WHAT IS EXPECTED: What lines below contain the word "derive"? Please pull each one out.

LISTED ENTRIES:
--------
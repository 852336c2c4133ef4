// SPDX-License-Identifier: MIT
// Copyright (c) 2026 Alfred Jean LLC

//! Route matching and the ordered handler registry.

use crate::error::QuartzError;
use crate::response::ResponseContext;
use http::Method;
use regex::Regex;
use std::fmt;
use std::sync::Arc;

/// User callback run for a matching intercepted call
pub type Handler = Arc<dyn Fn(&mut ResponseContext<'_>) + Send + Sync>;

/// Which URLs a registration applies to
#[derive(Clone, Debug)]
pub enum Route {
    /// URL must equal the string exactly, query string included
    Exact(String),
    /// Regex tested anywhere in the URL
    Pattern(Regex),
    /// Shell-style wildcard match over the whole URL
    Glob(glob::Pattern),
}

impl Route {
    pub fn regex(pattern: &str) -> Result<Self, QuartzError> {
        Ok(Self::Pattern(Regex::new(pattern)?))
    }

    pub fn glob(pattern: &str) -> Result<Self, QuartzError> {
        Ok(Self::Glob(glob::Pattern::new(pattern)?))
    }

    pub fn matches(&self, url: &str) -> bool {
        match self {
            Self::Exact(path) => path == url,
            Self::Pattern(re) => re.is_match(url),
            Self::Glob(pattern) => pattern.matches(url),
        }
    }

    /// Capture groups of a regex route, in order from group 1.
    ///
    /// Groups that did not take part in the match are `None`. Exact and glob
    /// routes, and URLs the regex does not match, yield nothing.
    pub fn captures(&self, url: &str) -> Vec<Option<String>> {
        let Self::Pattern(re) = self else {
            return Vec::new();
        };
        re.captures(url)
            .map(|caps| {
                caps.iter()
                    .skip(1)
                    .map(|group| group.map(|m| m.as_str().to_string()))
                    .collect()
            })
            .unwrap_or_default()
    }
}

impl fmt::Display for Route {
    fn fmt(&self, f: &mut fmt::Formatter<'_>) -> fmt::Result {
        match self {
            Self::Exact(path) => f.write_str(path),
            Self::Pattern(re) => write!(f, "/{}/", re.as_str()),
            Self::Glob(pattern) => write!(f, "glob:{}", pattern.as_str()),
        }
    }
}

impl From<&str> for Route {
    fn from(path: &str) -> Self {
        Self::Exact(path.to_string())
    }
}

impl From<String> for Route {
    fn from(path: String) -> Self {
        Self::Exact(path)
    }
}

impl From<Regex> for Route {
    fn from(re: Regex) -> Self {
        Self::Pattern(re)
    }
}

impl From<glob::Pattern> for Route {
    fn from(pattern: glob::Pattern) -> Self {
        Self::Glob(pattern)
    }
}

/// Uppercase a verb string and parse it as an HTTP method
pub fn normalize_verb(verb: &str) -> Result<Method, QuartzError> {
    let upper = verb.trim().to_ascii_uppercase();
    Method::from_bytes(upper.as_bytes()).map_err(|_| QuartzError::InvalidVerb(verb.to_string()))
}

/// `None` on either side matches anything; a blank requested verb counts as `None`
pub fn verb_matches(registered: Option<&Method>, requested: Option<&str>) -> bool {
    let requested = requested.map(str::trim).filter(|v| !v.is_empty());
    match (registered, requested) {
        (None, _) | (_, None) => true,
        (Some(method), Some(verb)) => method.as_str().eq_ignore_ascii_case(verb),
    }
}

/// One `(verb, route, handler)` registration
#[derive(Clone)]
pub struct Registration {
    /// `None` matches every verb
    pub verb: Option<Method>,
    pub route: Route,
    pub handler: Handler,
}

impl Registration {
    pub fn new(verb: Option<Method>, route: Route, handler: Handler) -> Self {
        Self {
            verb,
            route,
            handler,
        }
    }

    pub fn matches(&self, url: &str, verb: Option<&str>) -> bool {
        self.route.matches(url) && verb_matches(self.verb.as_ref(), verb)
    }

    /// `GET /users` style label for logs
    pub fn label(&self) -> String {
        match &self.verb {
            Some(method) => format!("{} {}", method, self.route),
            None => format!("* {}", self.route),
        }
    }
}

impl fmt::Debug for Registration {
    fn fmt(&self, f: &mut fmt::Formatter<'_>) -> fmt::Result {
        f.debug_struct("Registration")
            .field("verb", &self.verb)
            .field("route", &self.route)
            .finish_non_exhaustive()
    }
}

/// Registrations in insertion order
#[derive(Clone, Debug, Default)]
pub struct RouteRegistry {
    registrations: Vec<Registration>,
}

impl RouteRegistry {
    pub fn new() -> Self {
        Self::default()
    }

    pub fn register(&mut self, registration: Registration) {
        self.registrations.push(registration);
    }

    /// Whether any registration covers `url` for `verb`.
    ///
    /// A `None` verb asks about the route alone.
    pub fn exists(&self, url: &str, verb: Option<&str>) -> bool {
        self.find(url, verb).is_some()
    }

    /// First registration, in insertion order, covering `url` for `verb`
    pub fn find(&self, url: &str, verb: Option<&str>) -> Option<&Registration> {
        self.registrations.iter().find(|r| r.matches(url, verb))
    }

    pub fn len(&self) -> usize {
        self.registrations.len()
    }

    pub fn is_empty(&self) -> bool {
        self.registrations.is_empty()
    }

    pub fn iter(&self) -> impl Iterator<Item = &Registration> {
        self.registrations.iter()
    }

    pub fn clear(&mut self) {
        self.registrations.clear();
    }
}

#[cfg(test)]
#[path = "route_tests.rs"]
mod tests;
--------
RESULT OF THIS TASK:
#[derive(Clone, Debug)]
#[derive(Clone)]
#[derive(Clone, Debug, Default)]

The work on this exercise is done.